Then, on Friday, the Department of Homeland Security said it had paused deactivating student files and would restore the SEVIS records for now.
“It hasn’t really hit me yet,” said Brian Green, the Denver-area attorney representing an American University student in a case heard Friday in U.S. District Court in D.C.
Colleges and universities use SEVIS as proof of a student’s legal status to remain in the country. There were about 1.1 million international students in the U.S. during the 2023-2024 school year, according to federal data. The American Immigration Lawyers Association estimates that at least 4,700 international students havehad their SEVIS records terminated since Jan. 20.

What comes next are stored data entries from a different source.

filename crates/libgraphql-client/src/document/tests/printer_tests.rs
use crate::definition::DefinitionBuilder;
use crate::definition::ScopePath;
use crate::document::printer;
use pretty_assertions::assert_eq;

fn print_source(scope_path: &str, source: &str) -> String {
    let scope_path: ScopePath = scope_path.parse().expect("valid scope path");
    let defs = DefinitionBuilder::new(&scope_path, "__", None)
        .build_from_str(source)
        .expect("valid source");
    printer::print_definitions(defs.iter())
}

#[test]
fn prints_operations_with_arguments_and_nesting() {
    let printed = print_source(
        "TestClient::Temp::LikeMutation",
        "mutation { likeStory(storyID: 12345) { story { likeCount } } }",
    );
    assert_eq!(printed, [
        "mutation TestClient__Temp__LikeMutation {",
        "  likeStory(storyID: 12345) {",
        "    story {",
        "      likeCount",
        "    }",
        "  }",
        "}",
    ].join("\n"));
}

#[test]
fn prints_variables_directives_aliases_and_values() {
    let printed = print_source(
        "App::Search",
        r#"query search($q: String!, $first: Int = 10, $tags: [String!]) @live {
            results: search(
              query: $q,
              first: $first,
              filter: {kind: REPO, minStars: 1.5, tags: ["a", "b\"c"], archived: false, owner: null}
            ) @include(if: true) {
              __typename
              ... on Repository @skip(if: false) { name }
              ... { id }
            }
        }"#,
    );
    assert_eq!(printed, [
        "query App__Search__search($q: String!, $first: Int = 10, $tags: [String!]) @live {",
        "  results: search(query: $q, first: $first, filter: {archived: false, kind: REPO, minStars: 1.5, owner: null, tags: [\"a\", \"b\\\"c\"]}) @include(if: true) {",
        "    __typename",
        "    ... on Repository @skip(if: false) {",
        "      name",
        "    }",
        "    ... {",
        "      id",
        "    }",
        "  }",
        "}",
    ].join("\n"));
}

#[test]
fn prints_fragments_and_joins_definitions_with_a_blank_line() {
    let printed = print_source(
        "TestClient::Temp::UserDocument",
        "query withNestedFragments {
           user(id: 4) { friends(first: 10) { ...friendFields } }
         }
         fragment friendFields on User { id name ...standardProfilePic }
         fragment standardProfilePic on User { profilePic(size: 50) }",
    );
    assert_eq!(printed, [
        "query TestClient__Temp__UserDocument__withNestedFragments {",
        "  user(id: 4) {",
        "    friends(first: 10) {",
        "      ... TestClient__Temp__UserDocument__friendFields",
        "    }",
        "  }",
        "}",
        "",
        "fragment TestClient__Temp__UserDocument__friendFields on User {",
        "  id",
        "  name",
        "  ... TestClient__Temp__UserDocument__standardProfilePic",
        "}",
        "",
        "fragment TestClient__Temp__UserDocument__standardProfilePic on User {",
        "  profilePic(size: 50)",
        "}",
    ].join("\n"));
}

#[test]
fn printed_text_reparses_to_the_same_text() {
    let printed = print_source(
        "App::Query",
        r#"query($id: ID!) { node(id: $id) { id ... on User { login avatar(size: 2) } } }"#,
    );
    let reparsed = crate::ast::operation::parse(&printed).expect("printed text parses");
    let reprinted = reparsed.definitions.iter()
        .map(printer::print_ast_definition)
        .collect::<Vec<_>>()
        .join("\n\n");
    assert_eq!(reprinted, printed);
}
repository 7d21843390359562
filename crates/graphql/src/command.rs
use crate::Cli;
use crate::CommandResult;

pub(crate) trait RunnableCommand: std::fmt::Debug {
    async fn run(self, cli: Cli) -> CommandResult;
}
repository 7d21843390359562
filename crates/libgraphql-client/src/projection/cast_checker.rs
use crate::definition::Definition;
use crate::projection::AccessorObject;
use crate::projection::ProjectionError;
use thiserror::Error;

/// Decide whether `source` may be reinterpreted through `target`.
///
/// The decision is purely static: `target` must have been spread into the
/// selection that produced `source`. Whether the payload happens to carry
/// `target`'s fields is irrelevant.
pub(crate) fn check_cast(
    target: &Definition,
    source: &AccessorObject,
) -> Result<(), CastError> {
    if source.spreads_fragment(target.global_name()) {
        return Ok(());
    }
    log::debug!(
        "Rejected cast to `{}`; the source object only spreads [{}].",
        target.global_name(),
        source.spreads().collect::<Vec<_>>().join(", "),
    );
    Err(CastError::NotSpread {
        spread_fragments: source.spreads().map(str::to_string).collect(),
        target: target.global_name().to_string(),
    })
}

#[derive(Clone, Debug, Error, PartialEq)]
pub enum CastError {
    #[error(
        "Cannot cast to `{target}`: it is not spread into the selection this \
        object was built from (spread fragments: [{}])",
        .spread_fragments.join(", "),
    )]
    NotSpread {
        spread_fragments: Vec<String>,
        target: String,
    },

    #[error("Failed to project the cast object through `{target}`: {err}")]
    Projection {
        err: ProjectionError,
        target: String,
    },
}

The SEVIS database statuses were terminated as President Donald Trump’s administration works to deport noncitizen students who it determines to have participated in pro-Palestinian campus protests, engaged in antisemitism or supported Hamas. Last month, after immigration officers began detaining students who protested Israel’s war in Gaza, Secretary of State Marco Rubio said that federal officials had already revoked many visas and would continue to do so.
DHS spokeswoman Tricia McLaughlin said all visa revocations are still in effect. “We have not reversed course on a single visa revocation. What we did is restore SEVIS access for people who had not had their visa revoked,” she said…..
Why Trump Backed Down on Foreign Student Visas
“It took more than 100 lawsuits and 50 restraining orders from dozens of federal judges. But after 20 days of court losses, the Trump administration capitulated, reversing a decision that threatened the legal status of thousands of foreign students in the United States,” Politico reports.
“The Trump administration’s abrupt move tacitly acknowledged what judges in two dozen states had been saying since early April: Terminating university students’ immigration records from a federal database — a step which appeared to jeopardize their legal authorization to remain in the country — was almost certainly illegal. And it was implemented so ham-handedly that judges felt compelled to intervene.”